The US House Intelligence Committee received a classified briefing Tuesday on Unidentified Aerial Phenomena (UAP) and Unidentified Flying Objects (UFO) for the first time in a half-century to address potential foreign threats to the nation.
“The intelligence community has a serious duty to our taxpayers to prevent potential adversaries such as China and Russia from surprising us with unforeseen new technologies,” said congressman Rick Crawford, who is on the House Intelligence Committee.
UFO and UAP sightings have been around for decades but the intelligence community now wants to take a proactive approach to get ahead of any threats from potential adversaries.
“The intelligence community must balance addressing known threats to our national security with preventing technical surprise,” said Crawford. “The challenge associated with UAP is that they are completely unknown and require a more expansive collection and analysis effort.”
Lawmakers say it is important for the American public to know that the government is investigating unknown potential threats and while they cannot disclose all the classified details, lawmakers want to make sure the public understands the measures are for their benefit.
“When we spot something we don’t understand or can’t identify in our air space, it’s the job of those we entrust with our national security to investigate and to report back,” said committee chairman Adam Schiff.
“What are UAP? Put simply, UAP are airborne objects that when encountered, cannot be immediately identified,” said Ronald Moultrie, Under Secretary of Defense for Intelligence and Security.

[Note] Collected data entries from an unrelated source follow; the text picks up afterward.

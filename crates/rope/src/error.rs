use std::io;
use thiserror::Error;

/// Everything that can go wrong while building or editing a rope
#[derive(Debug, Error)]
pub enum RopeError {
    /// More nodes were requested than the arena reserved up front
    #[error("arena exhausted: all {capacity} node slots are in use")]
    ArenaExhausted { capacity: usize },

    #[error("index {index} out of range for rope of length {len}")]
    IndexOutOfRange { index: usize, len: usize },

    /// The arena's backing block could not be reserved
    #[error("out of memory reserving an arena for {capacity} nodes")]
    OutOfMemory { capacity: usize },

    #[error("byte index {index} is not on a UTF-8 character boundary")]
    NotCharBoundary { index: usize },

    #[error("input is not valid UTF-8")]
    InvalidUtf8,

    #[error("invalid search pattern: {0}")]
    InvalidPattern(String),

    #[error("invalid configuration: {0}")]
    InvalidConfig(String),

    #[error("failed to parse configuration: {0}")]
    Config(#[from] toml::de::Error),

    #[error(transparent)]
    Io(#[from] io::Error),
}

pub type Result<T> = std::result::Result<T, RopeError>;
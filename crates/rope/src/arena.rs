//! Fixed-capacity bump arena that owns every rope node of a session
//!
//! Nodes are never freed one by one. Dropping the arena releases the whole
//! block, and the `'a` lifetime carried by every node keeps references from
//! outliving it. Arenas nest: a child borrows its parent, so the borrow
//! checker enforces innermost-created, innermost-dropped teardown.

use crate::error::{Result, RopeError};
use crate::node::Node;
use bumpalo::Bump;
use std::cell::Cell;
use std::fmt;
use std::mem;
use tracing::{debug, warn};

pub struct Arena<'p> {
    bump: Bump,
    /// Node slots handed out so far (the bump pointer, counted in nodes)
    used: Cell<usize>,
    capacity: usize,
    /// Arena that was active when this one was created
    parent: Option<&'p Arena<'p>>,
}

impl Arena<'static> {
    /// Reserve storage for `capacity` nodes
    pub fn new(capacity: usize) -> Result<Self> {
        Self::reserve(capacity, None)
    }
}

impl<'p> Arena<'p> {
    /// Open a nested arena whose parent is `self`
    ///
    /// The child borrows the parent, so it has to be dropped first.
    pub fn nested(&'p self, capacity: usize) -> Result<Arena<'p>> {
        Self::reserve(capacity, Some(self))
    }

    fn reserve(capacity: usize, parent: Option<&'p Arena<'p>>) -> Result<Arena<'p>> {
        let bytes = capacity
            .checked_mul(mem::size_of::<Node<'static>>())
            .ok_or(RopeError::OutOfMemory { capacity })?;
        let bump = Bump::try_with_capacity(bytes).map_err(|_| RopeError::OutOfMemory { capacity })?;

        let arena = Arena {
            bump,
            used: Cell::new(0),
            capacity,
            parent,
        };
        debug!(capacity, depth = arena.depth(), "arena created");
        Ok(arena)
    }

    /// Place one node in the arena
    ///
    /// This is the only way rope nodes come into existence.
    pub fn alloc<'a>(&'a self, node: Node<'a>) -> Result<&'a Node<'a>> {
        let used = self.used.get();
        if used >= self.capacity {
            warn!(capacity = self.capacity, "arena exhausted");
            return Err(RopeError::ArenaExhausted {
                capacity: self.capacity,
            });
        }

        let slot = self.bump.try_alloc(node).map_err(|_| RopeError::OutOfMemory {
            capacity: self.capacity,
        })?;
        self.used.set(used + 1);
        Ok(slot)
    }

    /// Copy `text` into the arena block so it can back leaves
    ///
    /// Text storage does not count against the node capacity.
    pub fn alloc_str<'a>(&'a self, text: &str) -> &'a str {
        self.bump.alloc_str(text)
    }

    pub fn capacity(&self) -> usize {
        self.capacity
    }

    pub fn used(&self) -> usize {
        self.used.get()
    }

    pub fn remaining(&self) -> usize {
        self.capacity - self.used.get()
    }

    pub fn parent(&self) -> Option<&'p Arena<'p>> {
        self.parent
    }

    /// Number of enclosing arenas (0 for a root arena)
    pub fn depth(&self) -> usize {
        let mut depth = 0;
        let mut current = self.parent;
        while let Some(arena) = current {
            depth += 1;
            current = arena.parent;
        }
        depth
    }
}

impl Drop for Arena<'_> {
    fn drop(&mut self) {
        debug!(
            used = self.used.get(),
            capacity = self.capacity,
            depth = self.depth(),
            "arena released"
        );
    }
}

impl fmt::Debug for Arena<'_> {
    fn fmt(&self, f: &mut fmt::Formatter<'_>) -> fmt::Result {
        f.debug_struct("Arena")
            .field("used", &self.used.get())
            .field("capacity", &self.capacity)
            .field("depth", &self.depth())
            .finish()
    }
}

#[cfg(test)]
mod tests {
    use super::*;

    #[test]
    fn test_alloc_up_to_capacity() {
        let arena = Arena::new(3).unwrap();
        for _ in 0..3 {
            arena.alloc(Node::leaf("x")).unwrap();
        }
        assert_eq!(arena.used(), 3);
        assert_eq!(arena.remaining(), 0);
    }

    #[test]
    fn test_alloc_past_capacity() {
        let arena = Arena::new(2).unwrap();
        arena.alloc(Node::leaf("a")).unwrap();
        arena.alloc(Node::leaf("b")).unwrap();

        let err = arena.alloc(Node::leaf("c")).unwrap_err();
        assert!(matches!(err, RopeError::ArenaExhausted { capacity: 2 }));
        // A failed request does not move the bump pointer
        assert_eq!(arena.used(), 2);
    }

    #[test]
    fn test_zero_capacity() {
        let arena = Arena::new(0).unwrap();
        assert!(matches!(
            arena.alloc(Node::leaf("")),
            Err(RopeError::ArenaExhausted { capacity: 0 })
        ));
    }

    #[test]
    fn test_unreservable_capacity() {
        let err = Arena::new(usize::MAX).unwrap_err();
        assert!(matches!(err, RopeError::OutOfMemory { .. }));
    }

    #[test]
    fn test_nested_arenas() {
        let outer = Arena::new(4).unwrap();
        assert!(outer.parent().is_none());
        assert_eq!(outer.depth(), 0);

        {
            let inner = outer.nested(1).unwrap();
            assert_eq!(inner.depth(), 1);
            assert_eq!(inner.parent().map(|p| p.capacity()), Some(4));

            let innermost = inner.nested(1).unwrap();
            assert_eq!(innermost.depth(), 2);

            inner.alloc(Node::leaf("inner")).unwrap();
            assert!(inner.alloc(Node::leaf("more")).is_err());
        }

        // Exhausting a child leaves the parent untouched
        assert_eq!(outer.used(), 0);
        outer.alloc(Node::leaf("outer")).unwrap();
    }

    #[test]
    fn test_alloc_str_is_free() {
        let arena = Arena::new(1).unwrap();
        let owned = String::from("typed text");
        let text = arena.alloc_str(&owned);
        drop(owned);

        assert_eq!(text, "typed text");
        assert_eq!(arena.used(), 0);
        arena.alloc(Node::leaf(text)).unwrap();
    }
}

He said the intelligence committee is collecting data and conducting scientific analysis on any potential threat that might be out there, large or small.
“Any object that we encounter can likely be isolated, characterized, identified, and if necessary, mitigated,” said Moultrie.
He said the goal is to remove the stigma of UFOs and UAPs so the military can address their significance to protect national security.
“Service members have encountered unidentified aerial phenomena, and because UAPs pose potential flight safety and general security risks, we are committed to a focused effort to determine their origins,” he said.
Intelligence officials said they want the public to know that the US will respond to any and every potential unknown risk to national security, especially those they do not fully understand.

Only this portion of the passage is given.